# Task description
Lines containing the word "usize": say how many there are in the listing, with only the number as the answer.

# Records to process
//! `info` command implementation.

use std::collections::HashMap;

use anyhow::{Context, Result};
use contracts::ShipperConfig;
use serde::Serialize;
use tracing::info;

use crate::cli::InfoArgs;

/// Configuration info for JSON output
#[derive(Serialize)]
struct ConfigInfo {
    batching: BatchingInfo,
    delivery: DeliveryInfo,
    transport: TransportInfo,
    #[serde(skip_serializing_if = "Vec::is_empty")]
    retry_schedule_ms: Vec<u64>,
}

#[derive(Serialize)]
struct BatchingInfo {
    max_batch_size_bytes: u64,
    hard_size_ceiling_bytes: u64,
    max_batch_count: usize,
    linger_ms: u64,
    format: String,
}

#[derive(Serialize)]
struct DeliveryInfo {
    worker_pool_size: usize,
    task_queue_capacity: usize,
    submit_queue_capacity: usize,
    submit_wait_ms: u64,
    max_retry_count: u32,
    backoff_initial_ms: u64,
    backoff_max_ms: u64,
    backoff_multiplier: f64,
    backoff_jitter: bool,
}

#[derive(Serialize)]
struct TransportInfo {
    name: String,
    kind: String,
    #[serde(skip_serializing_if = "HashMap::is_empty")]
    params: HashMap<String, String>,
}

/// Execute the `info` command
pub fn run_info(args: &InfoArgs) -> Result<()> {
    info!(config = %args.config.display(), "Loading configuration info");

    if !args.config.exists() {
        anyhow::bail!("Configuration file not found: {}", args.config.display());
    }

    let config = config_loader::ConfigLoader::load_from_path(&args.config)
        .with_context(|| format!("Failed to load config from {}", args.config.display()))?;

    if args.json {
        let info = build_config_info(&config, args);
        let json =
            serde_json::to_string_pretty(&info).context("Failed to serialize config info")?;
        println!("{}", json);
    } else {
        print_config_info(&config, args);
    }

    Ok(())
}

/// Un-jittered delay before each retry, in milliseconds
fn retry_schedule(config: &ShipperConfig) -> Vec<u64> {
    (1..=config.producer.max_retry_count)
        .map(|attempt| config.producer.backoff.base_delay(attempt).as_millis() as u64)
        .collect()
}

fn build_config_info(config: &ShipperConfig, args: &InfoArgs) -> ConfigInfo {
    let producer = &config.producer;

    ConfigInfo {
        batching: BatchingInfo {
            max_batch_size_bytes: producer.max_batch_size_bytes,
            hard_size_ceiling_bytes: producer.hard_size_ceiling_bytes,
            max_batch_count: producer.max_batch_count,
            linger_ms: producer.linger_ms,
            format: format!("{:?}", producer.format),
        },
        delivery: DeliveryInfo {
            worker_pool_size: producer.worker_pool_size,
            task_queue_capacity: producer.task_queue_capacity,
            submit_queue_capacity: producer.submit_queue_capacity,
            submit_wait_ms: producer.submit_wait_ms,
            max_retry_count: producer.max_retry_count,
            backoff_initial_ms: producer.backoff.initial_ms,
            backoff_max_ms: producer.backoff.max_ms,
            backoff_multiplier: producer.backoff.multiplier,
            backoff_jitter: producer.backoff.jitter,
        },
        transport: TransportInfo {
            name: config.transport.name.clone(),
            kind: format!("{:?}", config.transport.kind),
            params: if args.transport {
                config.transport.params.clone()
            } else {
                HashMap::new()
            },
        },
        retry_schedule_ms: if args.schedule {
            retry_schedule(config)
        } else {
            Vec::new()
        },
    }
}

fn print_config_info(config: &ShipperConfig, args: &InfoArgs) {
    let producer = &config.producer;

    println!("╔══════════════════════════════════════════════════════════════╗");
    println!("║                 Log Shipper Configuration                    ║");
    println!("╚══════════════════════════════════════════════════════════════╝\n");

    println!("📦 Batching");
    println!("   ├─ Soft limit: {} bytes", producer.max_batch_size_bytes);
    println!("   ├─ Hard ceiling: {} bytes", producer.hard_size_ceiling_bytes);
    println!("   ├─ Max entries: {}", producer.max_batch_count);
    println!("   ├─ Linger: {} ms", producer.linger_ms);
    println!("   └─ Format: {:?}", producer.format);

    println!("\n🚚 Delivery");
    println!("   ├─ Workers: {}", producer.worker_pool_size);
    println!("   ├─ Task queue: {}", producer.task_queue_capacity);
    println!(
        "   ├─ Submit queue: {} (wait {} ms)",
        producer.submit_queue_capacity, producer.submit_wait_ms
    );
    println!("   ├─ Max retries: {}", producer.max_retry_count);
    println!(
        "   └─ Backoff: {} ms → {} ms (x{}, jitter {})",
        producer.backoff.initial_ms,
        producer.backoff.max_ms,
        producer.backoff.multiplier,
        if producer.backoff.jitter { "on" } else { "off" }
    );

    if args.schedule {
        let schedule = retry_schedule(config);
        println!("\n⏱️  Retry Schedule ({})", schedule.len());
        for (i, delay) in schedule.iter().enumerate() {
            let prefix = if i == schedule.len() - 1 { "└─" } else { "├─" };
            println!("   {} retry {}: {} ms", prefix, i + 1, delay);
        }
    }

    println!("\n📤 Transport");
    println!(
        "   └─ {} ({:?})",
        config.transport.name, config.transport.kind
    );
    if args.transport {
        let mut params: Vec<_> = config.transport.params.iter().collect();
        params.sort();
        for (i, (key, value)) in params.iter().enumerate() {
            let prefix = if i == params.len() - 1 { "└─" } else { "├─" };
            println!("      {} {} = {}", prefix, key, value);
        }
    }

    println!();
}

# Answer box
4